··· DATA ···

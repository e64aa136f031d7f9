//! Test utilities shared across the crate.
//!
//! This module is only compiled during tests (`#[cfg(test)]`).

use crate::core::catalog::{Catalog, ImageRef};
use crate::core::state::App;

/// A three-item catalog for tests that don't need the full startup data.
pub fn tiny_catalog() -> Catalog {
    Catalog::new([
        ("Payung Lipat", "Ditemukan di halte depan kampus.", ImageRef::new("payung")),
        ("Kunci Motor", "Ada gantungan boneka kecil.", ImageRef::new("kunci")),
        ("Topi Hitam", "Tertinggal di ruang baca.", ImageRef::new("topi")),
    ])
}

/// Creates a test App over [`tiny_catalog`].
pub fn test_app() -> App {
    App::new(tiny_catalog())
}
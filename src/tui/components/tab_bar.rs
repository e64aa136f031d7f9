//! # TabBar Component
//!
//! Bottom navigation strip with the four app areas. Only Home is wired
//! up; Map, Report and Status are visible placeholders and render
//! dimmed so nobody mistakes them for working destinations.

use ratatui::Frame;
use ratatui::layout::{Alignment, Constraint, Layout, Rect};
use ratatui::style::{Color, Modifier, Style};
use ratatui::widgets::Paragraph;

use crate::core::nav::Tab;
use crate::tui::component::Component;
use crate::tui::components::header_bar::BAR_BG;

/// Bottom tab strip component. Stateless: the active tab is a prop.
pub struct TabBar {
    pub active: Tab,
}

impl TabBar {
    pub fn new(active: Tab) -> Self {
        Self { active }
    }
}

impl Component for TabBar {
    fn render(&mut self, frame: &mut Frame, area: Rect) {
        let bar_style = Style::default().bg(BAR_BG).fg(Color::White);
        frame.render_widget(Paragraph::new("").style(bar_style), area);

        let columns = Layout::horizontal([Constraint::Ratio(1, 4); 4]).split(area);

        for (index, tab) in Tab::ALL.into_iter().enumerate() {
            let label = format!("{} {}", index + 1, tab.label());

            let style = if tab == self.active {
                bar_style.add_modifier(Modifier::REVERSED | Modifier::BOLD)
            } else if tab.is_implemented() {
                bar_style
            } else {
                bar_style.add_modifier(Modifier::DIM)
            };

            frame.render_widget(
                Paragraph::new(label).alignment(Alignment::Center).style(style),
                columns[index],
            );
        }
    }
}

···

WORK REQUIRED
Where a line of the data above includes the string "Paragraph", pull it out.

SOLUTION FOR THIS EXERCISE
use ratatui::widgets::Paragraph;
        frame.render_widget(Paragraph::new("").style(bar_style), area);
                Paragraph::new(label).alignment(Alignment::Center).style(style),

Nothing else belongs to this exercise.